Over the past week, gold prices dipped their toes below the key psychological threshold of $4,000 per troy ounce. They first plunged beneath this critical level, hitting their lowest point in several months, only to go higher, reclaiming their ground firmly above it. This swift recovery points to robust underlying demand in the $3,950–$4,000 zone. Savvy investors treat such dips as golden opportunities to buy this classic safe-haven asset, viewing weakness as a bargain rather than a warning in times of uncertainty.
The key near-term support is expected to come from today's US employment report. If the numbers underwhelm, markets will likely ramp up bets on a gradually cooling American economy. This would complicate the Federal Reserve's (Fed) efforts to maintain its restrictive policy stance—a scenario that typically plays right into gold's hands.

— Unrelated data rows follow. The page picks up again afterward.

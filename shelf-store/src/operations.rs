//! Catalog operations. Each one loads the affected document, mutates it in
//! memory and writes it back before returning.

use rand::Rng;
use rand::seq::SliceRandom;
use shelf_catalog::types::*;
use shelf_catalog::{IdChange, ValidationError, next_id, renumber_all};
use thiserror::Error;

use crate::store::{CatalogStore, StoreError};

#[derive(Debug, Error)]
pub enum OperationError {
    #[error(transparent)]
    Store(#[from] StoreError),
    #[error("{entity_type} not found: '{id}'")]
    NotFound { entity_type: &'static str, id: String },
    #[error(transparent)]
    Validation(#[from] ValidationError),
}

impl OperationError {
    fn resource_not_found(id: &str) -> Self {
        Self::NotFound {
            entity_type: "Resource",
            id: id.trim().to_string(),
        }
    }

    fn playlist_not_found(name: &str) -> Self {
        Self::NotFound {
            entity_type: "Playlist",
            id: name.trim().to_string(),
        }
    }

    pub fn is_not_found(&self) -> bool {
        matches!(self, Self::NotFound { .. })
    }
}

// ── Resource Operations ─────────────────────────────────────────────────────

/// Build a resource from user-entered fields and append it under a fresh id.
///
/// The author is only kept for books. There is no duplicate-title check
/// here; that rule belongs to ingestion.
pub fn insert_resource(catalog: &mut ResourceFile, mut new: NewResource) -> Result<Resource, ValidationError> {
    new.validate()?;
    if !new.is_book() {
        new.author = None;
    }
    let id = next_id(&new.genre, &catalog.resources)?;
    let resource = new.into_resource(id);
    catalog.resources.push(resource.clone());
    Ok(resource)
}

/// Add a resource and persist the catalog.
pub fn add_resource(store: &CatalogStore, new: NewResource) -> Result<Resource, OperationError> {
    let mut catalog = store.load_resources()?;
    let resource = insert_resource(&mut catalog, new)?;
    store.save_resources(&catalog)?;
    log::debug!("Added resource {} ({})", resource.id, resource.title);
    Ok(resource)
}

/// Remove the resource with `id` (case-insensitive) and return it.
///
/// Ids of the remaining resources are left untouched. Playlist snapshots of
/// the removed resource are not affected.
pub fn delete_resource(store: &CatalogStore, id: &str) -> Result<Resource, OperationError> {
    let mut catalog = store.load_resources()?;
    let removed = catalog
        .remove(id)
        .ok_or_else(|| OperationError::resource_not_found(id))?;
    store.save_resources(&catalog)?;
    Ok(removed)
}

/// Overwrite the status of the resource with `id`. The status is free text.
pub fn update_status(store: &CatalogStore, id: &str, status: &str) -> Result<Resource, OperationError> {
    let mut catalog = store.load_resources()?;
    let resource = catalog
        .find_mut(id)
        .ok_or_else(|| OperationError::resource_not_found(id))?;
    resource.status = status.to_string();
    let updated = resource.clone();
    store.save_resources(&catalog)?;
    Ok(updated)
}

pub fn find_resource(store: &CatalogStore, id: &str) -> Result<Resource, OperationError> {
    store
        .load_resources()?
        .find(id)
        .cloned()
        .ok_or_else(|| OperationError::resource_not_found(id))
}

/// Pick a resource uniformly at random.
pub fn pick_random<'a, R: Rng + ?Sized>(resources: &'a [Resource], rng: &mut R) -> Option<&'a Resource> {
    resources.choose(rng)
}

pub fn random_resource(store: &CatalogStore) -> Result<Option<Resource>, OperationError> {
    let catalog = store.load_resources()?;
    Ok(pick_random(&catalog.resources, &mut rand::thread_rng()).cloned())
}

/// Rebuild every id in list order.
///
/// When `dry_run` is set nothing is written. When `output` is given the
/// renumbered catalog is written there instead of over the source file.
pub fn renumber(
    store: &CatalogStore,
    dry_run: bool,
    output: Option<&std::path::Path>,
) -> Result<Vec<IdChange>, OperationError> {
    let mut catalog = store.load_resources()?;
    let changes = renumber_all(&mut catalog.resources);
    if dry_run {
        return Ok(changes);
    }
    match output {
        Some(path) => crate::store::write_json_atomic(path, &catalog)?,
        None if changes.is_empty() => {}
        None => store.save_resources(&catalog)?,
    }
    Ok(changes)
}

// ── Playlist Operations ─────────────────────────────────────────────────────

/// Create a playlist, seeding it with snapshots of `seed_ids`.
///
/// Seed ids with no matching resource are skipped without error.
pub fn create_playlist(
    store: &CatalogStore,
    name: &str,
    seed_ids: &[String],
) -> Result<Playlist, OperationError> {
    let name = name.trim();
    if name.is_empty() {
        return Err(ValidationError::MissingField("name").into());
    }

    let mut resources = Vec::new();
    if !seed_ids.is_empty() {
        let catalog = store.load_resources()?;
        for id in seed_ids {
            match catalog.find(id) {
                Some(r) => resources.push(r.clone()),
                None => log::debug!("Skipping unknown resource id '{}' for playlist '{}'", id, name),
            }
        }
    }

    let playlist = Playlist {
        id: uuid::Uuid::new_v4().to_string(),
        name: name.to_string(),
        resources,
    };

    let mut playlists = store.load_playlists()?;
    playlists.playlists.push(playlist.clone());
    store.save_playlists(&playlists)?;
    Ok(playlist)
}

pub fn list_playlists(store: &CatalogStore) -> Result<Vec<Playlist>, OperationError> {
    Ok(store.load_playlists()?.playlists)
}

/// Find a playlist by id, falling back to the first name match.
pub fn view_playlist(store: &CatalogStore, id_or_name: &str) -> Result<Playlist, OperationError> {
    let playlists = store.load_playlists()?;
    playlists
        .find_by_id(id_or_name)
        .or_else(|| playlists.find_by_name(id_or_name))
        .cloned()
        .ok_or_else(|| OperationError::playlist_not_found(id_or_name))
}

/// Append a snapshot of resource `resource_id` to the playlist named `playlist_name`.
pub fn add_to_playlist(
    store: &CatalogStore,
    playlist_name: &str,
    resource_id: &str,
) -> Result<Resource, OperationError> {
    let mut playlists = store.load_playlists()?;
    let playlist = playlists
        .find_by_name_mut(playlist_name)
        .ok_or_else(|| OperationError::playlist_not_found(playlist_name))?;

    let snapshot = store
        .load_resources()?
        .find(resource_id)
        .cloned()
        .ok_or_else(|| OperationError::resource_not_found(resource_id))?;

    playlist.resources.push(snapshot.clone());
    store.save_playlists(&playlists)?;
    Ok(snapshot)
}

/// Remove the first snapshot with `resource_id` from the playlist named `playlist_name`.
pub fn remove_from_playlist(
    store: &CatalogStore,
    playlist_name: &str,
    resource_id: &str,
) -> Result<Resource, OperationError> {
    let mut playlists = store.load_playlists()?;
    let playlist = playlists
        .find_by_name_mut(playlist_name)
        .ok_or_else(|| OperationError::playlist_not_found(playlist_name))?;

    let pos = playlist
        .resources
        .iter()
        .position(|r| r.has_id(resource_id))
        .ok_or_else(|| OperationError::NotFound {
            entity_type: "Playlist entry",
            id: format!("{} in {}", resource_id.trim(), playlist.name),
        })?;
    let removed = playlist.resources.remove(pos);
    store.save_playlists(&playlists)?;
    Ok(removed)
}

Lower monetary expectations would weigh on the greenback and ease pressure from bond yields, removing two major headwinds for the precious metal. That said, the overall backdrop isn't purely bullish. Markets are still bracing for the possibility of higher borrowing costs persisting for an extended period, which caps gold's upside potential and keeps enthusiasm somewhat in check.
In summary, the fundamental picture for gold looks decidedly upbeat—especially after it weathered the recent correction and successfully defended the pivotal $4,000 threshold. From a technical standpoint, a promising upward move appears to be taking shape, with an ambitious near-term target sitting at $4,220 per troy ounce.
The ultimate recommendation is to buy gold at the current price ($4,070), aiming to reach $4,220 within one month. To effectively manage risks in case bullion moves against us, place a Stop Loss order just below the key support level, i.e., at $4,025.
This content is for informational purposes only and is not intended to be investing advice.